Nel futuro di Rino gli obiettivi sono molteplici: «Proseguire nel lavoro migliorandomi, certo, ma tra un po’ di anni vorrei mettermi di più al servizio degli altri, aiutando chi ne ha davvero bisogno. Vedo un mondo che cambia sotto i miei occhi, un impoverimento culturale e umano continuo, perché una cosa è sicura: dal Covid-19 siamo usciti, se possibile, peggiori. Non ho paura per me, non sono uno che ha paura, ma temo per quello che lasceremo ai nostri figli, temo perché vedo tanta fatica nel riconoscere le cose fondamentali del vivere. Da come consumiamo a come amiamo, da come ci nutriamo a come ci rapportiamo con gli altri. Siamo diventati più egoisti. Arezzo resta una città altruista, ma ogni tanto vedo gesti che non gli riconosco e questo mi dispiace».
Affidabile, determinato, presente, i pregi.
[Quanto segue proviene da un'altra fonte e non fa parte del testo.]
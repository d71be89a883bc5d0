mod args;

use args::Args;
use clap::Parser;
use log::LevelFilter;
use network::gates::{self, TruthTable, AND, XOR};
use network::{FeedforwardNetwork, Perceptron, Topology};
use rand::rngs::StdRng;
use rand::{Rng, SeedableRng};
use rayon::prelude::*;
use simplelog::{Config, SimpleLogger};
use std::error::Error;

fn main() -> Result<(), Box<dyn Error>> {
    let args = init()?;

    for (name, table) in [("AND", AND), ("XOR", XOR)] {
        let accuracy = train_perceptron(&args, table)?;
        log::info!("Perceptron on {}: accuracy {:.2}", name, accuracy);
    }

    log::info!(
        "Training {} networks on XOR for {} steps each",
        args.runs,
        args.steps
    );

    // Networks share nothing, so each run trains on its own thread
    let results = (0..args.runs)
        .into_par_iter()
        .map(|run| train_network(&args, run).map(|outputs| (run, outputs)))
        .collect::<network::Result<Vec<_>>>()?;

    for (run, outputs) in results {
        let max_error = outputs
            .iter()
            .zip(XOR)
            .map(|(out, target)| (out - f64::from(u8::from(target))).abs())
            .fold(0.0, f64::max);

        log::info!(
            "Network {}: [0,0]={:.4} [0,1]={:.4} [1,0]={:.4} [1,1]={:.4} (max error {:.4})",
            run,
            outputs[0],
            outputs[1],
            outputs[2],
            outputs[3],
            max_error
        );
    }

    log::info!("Done!");
    Ok(())
}

fn init() -> Result<Args, Box<dyn Error>> {
    let args = Args::parse();
    let level = if args.verbose {
        LevelFilter::Debug
    } else {
        LevelFilter::Info
    };
    SimpleLogger::init(level, Config::default())?;

    Ok(args)
}

fn rng_for(args: &Args, run: u64) -> StdRng {
    match args.seed {
        Some(seed) => StdRng::seed_from_u64(seed.wrapping_add(run)),
        None => StdRng::from_entropy(),
    }
}

fn train_perceptron(args: &Args, table: TruthTable) -> network::Result<f64> {
    let examples = gates::labeled(table);
    let mut perceptron = Perceptron::with_rng(2, args.learning_rate, &mut rng_for(args, 0))?;

    perceptron.train(&examples, args.epochs)?;
    log::debug!("Perceptron weights: {:?}", perceptron.weights());

    perceptron.accuracy(&examples)
}

fn train_network(args: &Args, run: u64) -> network::Result<Vec<f64>> {
    let examples = gates::regression(XOR);
    let mut rng = rng_for(args, run);
    let topology = Topology::new(2, 4, 1)?;
    let mut net = FeedforwardNetwork::with_rng(topology, args.learning_rate, &mut rng)?;

    for _ in 0..args.steps {
        let example = &examples[rng.gen_range(0..examples.len())];
        net.train(&example.inputs, &example.targets)?;
    }

    examples
        .iter()
        .map(|example| net.predict(&example.inputs).map(|out| out[0]))
        .collect()
}
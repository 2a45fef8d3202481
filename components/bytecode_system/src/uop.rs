//! Micro-operations executed by tier-2 executors
//!
//! A uop is finer-grained than a bytecode instruction: one specialized
//! instruction typically becomes a guard followed by a primitive effect.
//! Every uop carries the bytecode offset of the instruction it was recorded
//! from, which is where a failing guard resumes tier-1 execution.

/// How a uop interacts with the facts the optimizer tracks
#[derive(Debug, Clone, Copy, PartialEq, Eq)]
pub enum UopKind {
    /// Trace control (validity checks, loop closing, exits)
    Control,
    /// Checks a property and side-exits without effects if it fails
    Guard,
    /// Stack/local effect with no externally visible side effects
    Effect,
    /// May run arbitrary code or bump version tags
    Escape,
    /// Superinstruction produced by fusion
    Fused,
}

macro_rules! define_uops {
    ($( $(#[$meta:meta])* $variant:ident => $name:literal, $kind:ident; )*) => {
        /// Micro-operation identifiers
        #[derive(Debug, Clone, Copy, PartialEq, Eq, Hash)]
        pub enum UopId {
            $( $(#[$meta])* $variant, )*
        }

        impl UopId {
            /// Every defined uop
            pub const ALL: &'static [UopId] = &[$( UopId::$variant, )*];

            /// Canonical mnemonic
            pub fn name(self) -> &'static str {
                match self {
                    $( UopId::$variant => $name, )*
                }
            }

            /// Optimizer classification
            pub fn kind(self) -> UopKind {
                match self {
                    $( UopId::$variant => UopKind::$kind, )*
                }
            }
        }
    };
}

define_uops! {
    /// No operation; left behind by optimizer passes
    Nop => "_NOP", Control;
    /// Side-exit if any dependency of the executor changed
    CheckValidity => "_CHECK_VALIDITY", Control;
    /// Close the loop
    JumpToTop => "_JUMP_TO_TOP", Control;
    /// Unconditional exit to `target`
    ExitTrace => "_EXIT_TRACE", Control;

    /// Both top items are ints
    GuardBothInt => "_GUARD_BOTH_INT", Guard;
    /// Both top items are floats
    GuardBothFloat => "_GUARD_BOTH_FLOAT", Guard;
    /// Both top items are strings
    GuardBothUnicode => "_GUARD_BOTH_UNICODE", Guard;
    /// TOS is an instance (or type) whose type version equals `operand`
    GuardTypeVersion => "_GUARD_TYPE_VERSION", Guard;
    /// Module namespace keys version equals `operand`
    GuardGlobalsVersion => "_GUARD_GLOBALS_VERSION", Guard;
    /// Builtins namespace keys version equals `operand`
    GuardBuiltinsVersion => "_GUARD_BUILTINS_VERSION", Guard;
    /// Range iterator at TOS has another item
    GuardNotExhaustedRange => "_GUARD_NOT_EXHAUSTED_RANGE", Guard;
    /// List iterator at TOS has another item
    GuardNotExhaustedList => "_GUARD_NOT_EXHAUSTED_LIST", Guard;
    /// TOS is truthy; popped on success
    GuardIsTruePop => "_GUARD_IS_TRUE_POP", Guard;
    /// TOS is falsey; popped on success
    GuardIsFalsePop => "_GUARD_IS_FALSE_POP", Guard;
    /// Callee below `oparg` args is the function with version `operand`
    CheckFunctionExactArgs => "_CHECK_FUNCTION_EXACT_ARGS", Guard;

    /// Push local slot
    LoadFast => "_LOAD_FAST", Effect;
    /// Pop into local slot
    StoreFast => "_STORE_FAST", Effect;
    /// Push code-unit constant
    LoadConst => "_LOAD_CONST", Effect;
    /// Push executor constant produced by folding
    LoadConstInline => "_LOAD_CONST_INLINE", Effect;
    /// Discard TOS
    PopTop => "_POP_TOP", Effect;
    /// Duplicate the n-th item
    Copy => "_COPY", Effect;
    /// Swap TOS with the n-th item
    Swap => "_SWAP", Effect;
    /// Push cell contents
    LoadDeref => "_LOAD_DEREF", Effect;
    /// Pop into cell
    StoreDeref => "_STORE_DEREF", Escape;
    /// Checked `int + int`; exits on overflow
    BinaryOpAddInt => "_BINARY_OP_ADD_INT", Effect;
    /// Checked `int - int`; exits on overflow
    BinaryOpSubtractInt => "_BINARY_OP_SUBTRACT_INT", Effect;
    /// Checked `int * int`; exits on overflow
    BinaryOpMultiplyInt => "_BINARY_OP_MULTIPLY_INT", Effect;
    /// `float + float`
    BinaryOpAddFloat => "_BINARY_OP_ADD_FLOAT", Effect;
    /// `float - float`
    BinaryOpSubtractFloat => "_BINARY_OP_SUBTRACT_FLOAT", Effect;
    /// `float * float`
    BinaryOpMultiplyFloat => "_BINARY_OP_MULTIPLY_FLOAT", Effect;
    /// `str + str`
    BinaryOpAddUnicode => "_BINARY_OP_ADD_UNICODE", Effect;
    /// Generic binary operator
    BinaryOp => "_BINARY_OP", Effect;
    /// Int comparison
    CompareOpInt => "_COMPARE_OP_INT", Effect;
    /// Float comparison
    CompareOpFloat => "_COMPARE_OP_FLOAT", Effect;
    /// String comparison
    CompareOpStr => "_COMPARE_OP_STR", Effect;
    /// Generic comparison
    CompareOp => "_COMPARE_OP", Effect;
    /// `not TOS`
    UnaryNot => "_UNARY_NOT", Effect;
    /// `-TOS`
    UnaryNegative => "_UNARY_NEGATIVE", Effect;
    /// Build tuple
    BuildTuple => "_BUILD_TUPLE", Effect;
    /// Build list
    BuildList => "_BUILD_LIST", Effect;
    /// Subscript
    BinarySubscr => "_BINARY_SUBSCR", Effect;
    /// Read instance layout slot `oparg`
    LoadAttrInstanceValue => "_LOAD_ATTR_INSTANCE_VALUE", Effect;
    /// Read class attribute `co_names[oparg]` from the type at TOS
    LoadAttrClass => "_LOAD_ATTR_CLASS", Effect;
    /// Generic attribute read
    LoadAttr => "_LOAD_ATTR", Effect;
    /// Write instance layout slot `oparg`
    StoreAttrInstanceValue => "_STORE_ATTR_INSTANCE_VALUE", Effect;
    /// Generic attribute write
    StoreAttr => "_STORE_ATTR", Escape;
    /// Read module namespace entry `oparg`
    LoadGlobalModule => "_LOAD_GLOBAL_MODULE", Effect;
    /// Read builtins namespace entry `oparg`
    LoadGlobalBuiltin => "_LOAD_GLOBAL_BUILTIN", Effect;
    /// Generic global read
    LoadGlobal => "_LOAD_GLOBAL", Effect;
    /// Global write
    StoreGlobal => "_STORE_GLOBAL", Escape;
    /// Push the next range item
    IterNextRange => "_ITER_NEXT_RANGE", Effect;
    /// Push the next list item
    IterNextList => "_ITER_NEXT_LIST", Effect;
    /// Opaque call with `oparg` positional arguments
    Call => "_CALL", Escape;

    /// Fused guard and checked int add
    GuardBothIntBinaryOpAddInt => "_GUARD_BOTH_INT__BINARY_OP_ADD_INT", Fused;
    /// Fused guard and checked int subtract
    GuardBothIntBinaryOpSubtractInt => "_GUARD_BOTH_INT__BINARY_OP_SUBTRACT_INT", Fused;
    /// Fused guard and checked int multiply
    GuardBothIntBinaryOpMultiplyInt => "_GUARD_BOTH_INT__BINARY_OP_MULTIPLY_INT", Fused;
    /// Fused guard and float add
    GuardBothFloatBinaryOpAddFloat => "_GUARD_BOTH_FLOAT__BINARY_OP_ADD_FLOAT", Fused;
    /// Fused guard and float subtract
    GuardBothFloatBinaryOpSubtractFloat => "_GUARD_BOTH_FLOAT__BINARY_OP_SUBTRACT_FLOAT", Fused;
    /// Fused guard and float multiply
    GuardBothFloatBinaryOpMultiplyFloat => "_GUARD_BOTH_FLOAT__BINARY_OP_MULTIPLY_FLOAT", Fused;
    /// Fused guard and string concatenation
    GuardBothUnicodeBinaryOpAddUnicode => "_GUARD_BOTH_UNICODE__BINARY_OP_ADD_UNICODE", Fused;
    /// Two local loads; oparg packs both slots
    LoadFastLoadFast => "_LOAD_FAST__LOAD_FAST", Fused;
    /// Store then load; oparg packs both slots
    StoreFastLoadFast => "_STORE_FAST__LOAD_FAST", Fused;
    /// Two local loads, int guard and checked add
    LoadFastLoadFastGuardBothIntBinaryOpAddInt => "_LOAD_FAST__LOAD_FAST__GUARD_BOTH_INT__BINARY_OP_ADD_INT", Fused;
}

impl UopId {
    /// Whether the uop may leave the trace through its side exit
    pub fn can_exit(self) -> bool {
        use UopId::*;
        match self.kind() {
            UopKind::Guard | UopKind::Fused => true,
            UopKind::Control => matches!(self, CheckValidity | ExitTrace),
            _ => matches!(
                self,
                LoadFast
                    | LoadDeref
                    | BinaryOpAddInt
                    | BinaryOpSubtractInt
                    | BinaryOpMultiplyInt
                    | BinaryOpAddFloat
                    | BinaryOpSubtractFloat
                    | BinaryOpMultiplyFloat
                    | BinaryOpAddUnicode
                    | CompareOpInt
                    | CompareOpFloat
                    | CompareOpStr
                    | LoadAttrInstanceValue
                    | LoadAttrClass
                    | LoadGlobalModule
                    | LoadGlobalBuiltin
                    | StoreAttrInstanceValue
            ),
        }
    }

    /// Whether the uop may raise a guest exception
    pub fn can_raise(self) -> bool {
        use UopId::*;
        matches!(
            self,
            BinaryOp
                | CompareOp
                | UnaryNegative
                | BinarySubscr
                | LoadAttr
                | StoreAttr
                | LoadGlobal
                | Call
        )
    }

    /// Pure over its inputs, so it can be folded when they are constants
    pub fn is_pure(self) -> bool {
        use UopId::*;
        matches!(
            self,
            BinaryOpAddInt
                | BinaryOpSubtractInt
                | BinaryOpMultiplyInt
                | BinaryOpAddFloat
                | BinaryOpSubtractFloat
                | BinaryOpMultiplyFloat
                | BinaryOpAddUnicode
                | CompareOpInt
                | CompareOpFloat
                | CompareOpStr
                | UnaryNot
        )
    }

    /// Items popped (or inspected and replaced) from the operand stack
    pub fn stack_inputs(self, oparg: u32) -> u32 {
        use UopId::*;
        match self {
            Nop | CheckValidity | JumpToTop | ExitTrace | GuardGlobalsVersion
            | GuardBuiltinsVersion | LoadFast | LoadConst | LoadConstInline | LoadDeref
            | LoadGlobalModule | LoadGlobalBuiltin | LoadGlobal | LoadFastLoadFast
            | LoadFastLoadFastGuardBothIntBinaryOpAddInt => 0,
            GuardBothInt | GuardBothFloat | GuardBothUnicode => 2,
            GuardTypeVersion | GuardNotExhaustedRange | GuardNotExhaustedList => 1,
            CheckFunctionExactArgs => oparg + 1,
            GuardIsTruePop | GuardIsFalsePop | StoreFast | StoreDeref | PopTop | StoreGlobal
            | UnaryNot | UnaryNegative | LoadAttrInstanceValue | LoadAttrClass | LoadAttr
            | IterNextRange | IterNextList | StoreFastLoadFast => 1,
            Copy | Swap | BuildTuple | BuildList => oparg,
            BinaryOpAddInt | BinaryOpSubtractInt | BinaryOpMultiplyInt | BinaryOpAddFloat
            | BinaryOpSubtractFloat | BinaryOpMultiplyFloat | BinaryOpAddUnicode | BinaryOp
            | CompareOpInt | CompareOpFloat | CompareOpStr | CompareOp | BinarySubscr
            | StoreAttrInstanceValue | StoreAttr | GuardBothIntBinaryOpAddInt
            | GuardBothIntBinaryOpSubtractInt | GuardBothIntBinaryOpMultiplyInt
            | GuardBothFloatBinaryOpAddFloat | GuardBothFloatBinaryOpSubtractFloat
            | GuardBothFloatBinaryOpMultiplyFloat | GuardBothUnicodeBinaryOpAddUnicode => 2,
            Call => oparg + 1,
        }
    }

    /// Items pushed after the inputs are consumed
    pub fn stack_outputs(self, oparg: u32) -> u32 {
        use UopId::*;
        match self {
            Nop | CheckValidity | JumpToTop | ExitTrace | GuardGlobalsVersion
            | GuardBuiltinsVersion | GuardIsTruePop | GuardIsFalsePop | StoreFast | StoreDeref
            | PopTop | StoreGlobal | StoreAttrInstanceValue | StoreAttr => 0,
            GuardBothInt | GuardBothFloat | GuardBothUnicode => 2,
            GuardTypeVersion | GuardNotExhaustedRange | GuardNotExhaustedList => 1,
            CheckFunctionExactArgs => oparg + 1,
            LoadFast | LoadConst | LoadConstInline | LoadDeref | LoadGlobalModule
            | LoadGlobalBuiltin | LoadGlobal | UnaryNot | UnaryNegative | LoadAttrInstanceValue
            | LoadAttrClass | LoadAttr | BuildTuple | BuildList | BinaryOpAddInt
            | BinaryOpSubtractInt | BinaryOpMultiplyInt | BinaryOpAddFloat
            | BinaryOpSubtractFloat | BinaryOpMultiplyFloat | BinaryOpAddUnicode | BinaryOp
            | CompareOpInt | CompareOpFloat | CompareOpStr | CompareOp | BinarySubscr | Call
            | StoreFastLoadFast | GuardBothIntBinaryOpAddInt | GuardBothIntBinaryOpSubtractInt
            | GuardBothIntBinaryOpMultiplyInt | GuardBothFloatBinaryOpAddFloat
            | GuardBothFloatBinaryOpSubtractFloat | GuardBothFloatBinaryOpMultiplyFloat
            | GuardBothUnicodeBinaryOpAddUnicode | LoadFastLoadFastGuardBothIntBinaryOpAddInt => 1,
            Copy => oparg + 1,
            Swap => oparg,
            IterNextRange | IterNextList | LoadFastLoadFast => 2,
        }
    }
}

impl std::fmt::Display for UopId {
    fn fmt(&self, f: &mut std::fmt::Formatter<'_>) -> std::fmt::Result {
        f.write_str(self.name())
    }
}

/// Pack two 16-bit slot indices into one fused operand
pub fn pack_pair(first: u32, second: u32) -> Option<u32> {
    if first > 0xffff || second > 0xffff {
        return None;
    }
    Some((first << 16) | second)
}

/// Inverse of [`pack_pair`]
pub fn unpack_pair(packed: u32) -> (u32, u32) {
    (packed >> 16, packed & 0xffff)
}

/// One micro-operation in a trace
#[derive(Debug, Clone, Copy, PartialEq, Eq)]
pub struct UopInstruction {
    /// Operation id
    pub id: UopId,
    /// Immediate operand
    pub oparg: u32,
    /// Cached operand (version, packed targets, ...)
    pub operand: u64,
    /// Instruction index tier-1 resumes at if this uop exits
    pub target: u32,
}

impl UopInstruction {
    /// Create a uop with no cached operand
    pub fn new(id: UopId, oparg: u32, target: u32) -> Self {
        Self {
            id,
            oparg,
            operand: 0,
            target,
        }
    }

    /// Create a uop carrying a cached operand
    pub fn with_operand(id: UopId, oparg: u32, operand: u64, target: u32) -> Self {
        Self {
            id,
            oparg,
            operand,
            target,
        }
    }
}

impl std::fmt::Display for UopInstruction {
    fn fmt(&self, f: &mut std::fmt::Formatter<'_>) -> std::fmt::Result {
        write!(f, "{} {}", self.id, self.oparg)?;
        if self.operand != 0 {
            write!(f, " [{:#x}]", self.operand)?;
        }
        write!(f, " -> @{}", self.target)
    }
}
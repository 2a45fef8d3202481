//! The interpreter: frame chains, calls, unwinding and event delivery
//!
//! Instruction semantics live in `dispatch` and the executor runtime in
//! `tier2`; both extend [`Vm`] with further `impl` blocks.

use std::rc::Rc;
use std::sync::Arc;

use bytecode_system::CodeUnit;
use core_types::{
    type_error, value_error, Exception, ExceptionKind, FatalError, Function, Generator, Instance,
    Interp, Namespace, Unwind, Value,
};
use trace_optimizer::{AbortReason, OptimizerPasses, TraceOptimizer, TraceRecorder};
use tracing::{debug, trace};

use crate::builtins;
use crate::config::EngineConfig;
use crate::error::{EngineError, MonitoringError};
use crate::eval_breaker::{EvalBreaker, InterpreterLock};
use crate::frame::{Frame, FrameState};
use crate::monitoring::legacy::{self, LegacyHooks, PROFILE_REGISTRANT, TRACE_REGISTRANT};
use crate::monitoring::{Event, Handler, Monitoring, Payload, PROFILER_ID, TRACER_ID};
use crate::operations;
use crate::stats::EngineStats;

/// What one instruction asks of the run loop
pub(crate) enum Flow {
    Continue,
    Call(Box<Frame>),
    Return(Value),
    Yield(Value),
}

/// How a frame chain left [`Vm::run_frame`]
pub(crate) enum FrameExit {
    Return(Value),
    Yield(Value, Box<Frame>),
}

/// Result of preparing a call
pub(crate) enum Invocation {
    /// A bytecode frame to push
    Frame(Box<Frame>),
    /// Native callee that already produced its result
    Done(Value),
}

/// Tiered bytecode interpreter
///
/// One `Vm` runs on one thread at a time. Several `Vm`s may share code units
/// (quickened instructions, caches and executors are shared through them)
/// and serialize on an [`InterpreterLock`].
pub struct Vm {
    pub(crate) config: EngineConfig,
    pub(crate) globals: Rc<Namespace>,
    pub(crate) builtins: Rc<Namespace>,
    pub(crate) monitoring: Monitoring,
    pub(crate) legacy: LegacyHooks,
    pub(crate) breaker: Arc<EvalBreaker>,
    pub(crate) lock: Option<Arc<InterpreterLock>>,
    pub(crate) recorder: Option<TraceRecorder>,
    pub(crate) optimizer: TraceOptimizer,
    pub(crate) stats: EngineStats,
    /// Active frames across every nested run loop
    pub(crate) depth: usize,
    /// Stack position of the outermost run loop
    pub(crate) native_base: usize,
    /// Instructions since the last periodic breaker check
    pub(crate) ticks: u32,
    /// Set while a tool callback runs; no events fire meanwhile
    pub(crate) in_hook: bool,
    /// Set by `RERAISE` so the unwinder neither extends the traceback nor
    /// fires `RAISE` again
    pub(crate) reraising: bool,
    output: Option<String>,
}

impl Default for Vm {
    fn default() -> Self {
        Self::new()
    }
}
//! Serialized code bundles: the interface to the compiler
//!
//! A bundle is the immutable output of compilation. It is plain data
//! (serde, JSON on disk) and only becomes executable once
//! [`CodeUnit::from_bundle`](crate::CodeUnit::from_bundle) has validated it.

use std::sync::Arc;

use serde::{Deserialize, Serialize};
use thiserror::Error;

use crate::code::{CodeFlags, CodeUnit, ExceptionEntry, SlotKind};
use crate::validate::MalformedCodeError;

/// Errors loading a serialized bundle
#[derive(Debug, Error)]
pub enum BundleError {
    /// The text is not a valid bundle document
    #[error("invalid bundle document: {0}")]
    Json(#[from] serde_json::Error),
    /// The bundle decoded but is not well formed
    #[error("malformed code: {0}")]
    Malformed(#[from] MalformedCodeError),
}

/// Serialized constant
#[derive(Debug, Clone, PartialEq, Serialize, Deserialize)]
pub enum ConstantSpec {
    /// `None`
    None,
    /// Boolean
    Bool(bool),
    /// Machine int
    Int(i64),
    /// Arbitrary precision int in decimal
    BigInt(String),
    /// Float
    Float(f64),
    /// String
    Str(String),
    /// Tuple
    Tuple(Vec<ConstantSpec>),
    /// Nested code
    Code(Box<CodeBundle>),
}

/// Serialized variable slot
#[derive(Debug, Clone, PartialEq, Serialize, Deserialize)]
pub struct SlotSpec {
    /// Variable name
    pub name: String,
    /// Classification bitmask
    pub kind: SlotKind,
}

/// Run of consecutive instruction words sharing one source line
#[derive(Debug, Clone, Copy, PartialEq, Eq, Serialize, Deserialize)]
pub struct LineRun {
    /// First instruction index
    pub start: u32,
    /// Number of instruction words
    pub length: u32,
    /// Source line
    pub line: u32,
}

fn default_filename() -> String {
    "<unknown>".to_string()
}

/// Compiler output for one code unit
#[derive(Debug, Clone, PartialEq, Serialize, Deserialize)]
pub struct CodeBundle {
    /// Function name
    pub name: String,
    /// Qualified name; defaults to `name`
    #[serde(default)]
    pub qualname: Option<String>,
    /// Source file
    #[serde(default = "default_filename")]
    pub filename: String,
    /// First source line
    #[serde(default)]
    pub first_line: u32,
    /// Instruction bytes, two per word
    pub code: Vec<u8>,
    /// Constant pool
    #[serde(default)]
    pub constants: Vec<ConstantSpec>,
    /// Name pool
    #[serde(default)]
    pub names: Vec<String>,
    /// Variable slots
    #[serde(default)]
    pub slots: Vec<SlotSpec>,
    /// Number of positional parameters
    #[serde(default)]
    pub arg_count: u32,
    /// Operand stack bound
    pub stack_size: u32,
    /// Flags
    #[serde(default)]
    pub flags: CodeFlags,
    /// Line table
    #[serde(default)]
    pub line_table: Vec<LineRun>,
    /// Exception table
    #[serde(default)]
    pub exception_table: Vec<ExceptionEntry>,
}

impl CodeBundle {
    /// Parse a JSON bundle
    pub fn from_json(text: &str) -> Result<Self, BundleError> {
        Ok(serde_json::from_str(text)?)
    }

    /// Render as pretty JSON
    pub fn to_json(&self) -> Result<String, BundleError> {
        Ok(serde_json::to_string_pretty(self)?)
    }

    /// Parse and validate in one step
    pub fn load(text: &str) -> Result<Arc<CodeUnit>, BundleError> {
        let bundle = Self::from_json(text)?;
        Ok(CodeUnit::from_bundle(&bundle)?)
    }
}
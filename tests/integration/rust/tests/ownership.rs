//! Ownership Integration Tests
//!
//! Every tier must balance its references: objects created by a program
//! are gone once the program's frames are, whatever ran them.

use std::rc::Rc;

use core_types::ownership::{ref_count, release, retain, type_of, version_tag_of};
use core_types::{TypeObject, TypeTag, Value};
use integration_tests::{configs, function, programs};
use interpreter::{EngineConfig, Vm};

/// Test: instances created in a loop are all released on every tier
#[test]
fn test_instances_released_on_every_tier() {
    for (name, config) in configs() {
        let mut vm = Vm::with_config(config);
        let class = TypeObject::new("Point");
        vm.globals().insert("Point", Value::Type(Rc::clone(&class)));
        let make = function(&vm, programs::make_points());
        for _ in 0..3 {
            let result = vm.call(&make, vec![Value::Int(100)]).unwrap();
            assert_eq!(result, Value::Int(4950), "config {}", name);
            assert_eq!(class.live_instances(), 0, "config {}", name);
        }
    }
}

/// Test: an uncaught exception unwinds without leaking frame contents
#[test]
fn test_unwinding_releases_locals() {
    let mut vm = Vm::with_config(EngineConfig::eager());
    let class = TypeObject::new("Point");
    vm.globals().insert("Point", Value::Type(Rc::clone(&class)));
    let make = function(&vm, programs::make_points());
    // range() rejects the string argument.
    assert!(vm.call(&make, vec![Value::str("x")]).is_err());
    assert_eq!(class.live_instances(), 0);
}

/// Test: a list passed through a traced loop keeps a balanced count
#[test]
fn test_argument_refcount_balanced() {
    for (name, config) in configs() {
        let mut vm = Vm::with_config(config);
        let total = function(&vm, programs::total());
        let items = Value::list((0..50).map(Value::Int).collect());
        let before = ref_count(&items);
        for _ in 0..5 {
            vm.call(&total, vec![retain(&items)]).unwrap();
        }
        assert_eq!(ref_count(&items), before, "config {}", name);
    }
}

/// Test: the facade's retain/release pair and queries
#[test]
fn test_facade_pairs() {
    let text = Value::str("shared");
    assert_eq!(ref_count(&text), Some(1));
    let extra = retain(&text);
    assert_eq!(ref_count(&text), Some(2));
    release(extra);
    assert_eq!(ref_count(&text), Some(1));
    assert_eq!(ref_count(&Value::Int(1)), None);
    assert_eq!(type_of(&text), TypeTag::Str);

    let class = TypeObject::new("C");
    let before = version_tag_of(class.as_ref());
    class.set_class_attr("a", Value::Int(1));
    assert_ne!(version_tag_of(class.as_ref()), before);
}
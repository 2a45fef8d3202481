//! Tests for the opcode table

use bytecode_system::{BinaryOperator, ComparisonOperator, Opcode};

#[test]
fn test_every_opcode_round_trips_through_its_byte() {
    for op in Opcode::ALL {
        assert_eq!(Opcode::from_u8(*op as u8), Some(*op));
    }
    assert_eq!(Opcode::from_u8(200), None);
}

#[test]
fn test_specialized_forms_map_to_one_base() {
    for op in Opcode::ALL.iter().filter(|op| op.is_specialized()) {
        let base = op.base();
        assert!(!base.is_specialized(), "{} maps to {}", op, base);
        assert!(base.is_adaptive(), "{} has non-adaptive base {}", op, base);
    }
    assert_eq!(Opcode::EnterExecutor.base(), Opcode::JumpBackward);
}

#[test]
fn test_specialized_forms_keep_the_stack_effect() {
    for op in Opcode::ALL.iter().filter(|op| op.is_specialized()) {
        for oparg in 0..3 {
            assert_eq!(op.stack_effect(oparg, false), op.base().stack_effect(oparg, false));
            assert_eq!(op.stack_effect(oparg, true), op.base().stack_effect(oparg, true));
        }
    }
}

#[test]
fn test_compiler_output_excludes_engine_forms() {
    assert!(Opcode::BinaryOp.is_compiler_output());
    assert!(!Opcode::BinaryOpAddInt.is_compiler_output());
    assert!(!Opcode::EnterExecutor.is_compiler_output());
}

#[test]
fn test_jump_targets() {
    assert_eq!(Opcode::JumpForward.jump_target(5, 3), Some(8));
    assert_eq!(Opcode::ForIterRange.jump_target(5, 2), Some(7));
    assert_eq!(Opcode::JumpBackward.jump_target(5, 4), Some(1));
    assert_eq!(Opcode::JumpBackward.jump_target(2, 4), None);
    assert_eq!(Opcode::LoadFast.jump_target(2, 4), None);
}

#[test]
fn test_for_iter_effect_depends_on_branch() {
    assert_eq!(Opcode::ForIter.stack_effect(0, false), 1);
    assert_eq!(Opcode::ForIter.stack_effect(0, true), -1);
}

#[test]
fn test_operator_operands() {
    assert_eq!(BinaryOperator::from_oparg(0), Some(BinaryOperator::Add));
    assert_eq!(BinaryOperator::Add.symbol(), "+");
    assert_eq!(BinaryOperator::from_oparg(99), None);
    let le = ComparisonOperator::from_oparg(1).unwrap();
    assert_eq!(le, ComparisonOperator::LessEqual);
    assert!(le.matches(std::cmp::Ordering::Equal));
    assert!(!le.matches(std::cmp::Ordering::Greater));
}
Orgoglioso, focoso, permaloso i difetti che si riconosce: «Difficilmente perdono quando mi fanno del male». E allora, come cantava Roberto Vecchioni: «E ti diranno parole rosse come il sangue / Nere come la notte / Ma non è vero, ragazzo / Che la ragione sta sempre col più forte / Io conosco poeti / Che spostano i fiumi con il pensiero / E naviganti infiniti / Che sanno parlare con il cielo / Chiudi gli occhi, ragazzo / E credi solo a quel che vedi dentro / Stringi i pugni, ragazzo / Non lasciargliela vinta neanche un momento / Copri l’amore, ragazzo / Ma non nasconderlo sotto il mantello / A volte passa qualcuno / A volte c’è qualcuno che deve vederlo / Sogna, ragazzo sogna / Quando sale il vento / Nelle vie del cuore / Quando un uomo vive / Per le sue parole / O non vive più». Corri Rino, corri e non fermarti più.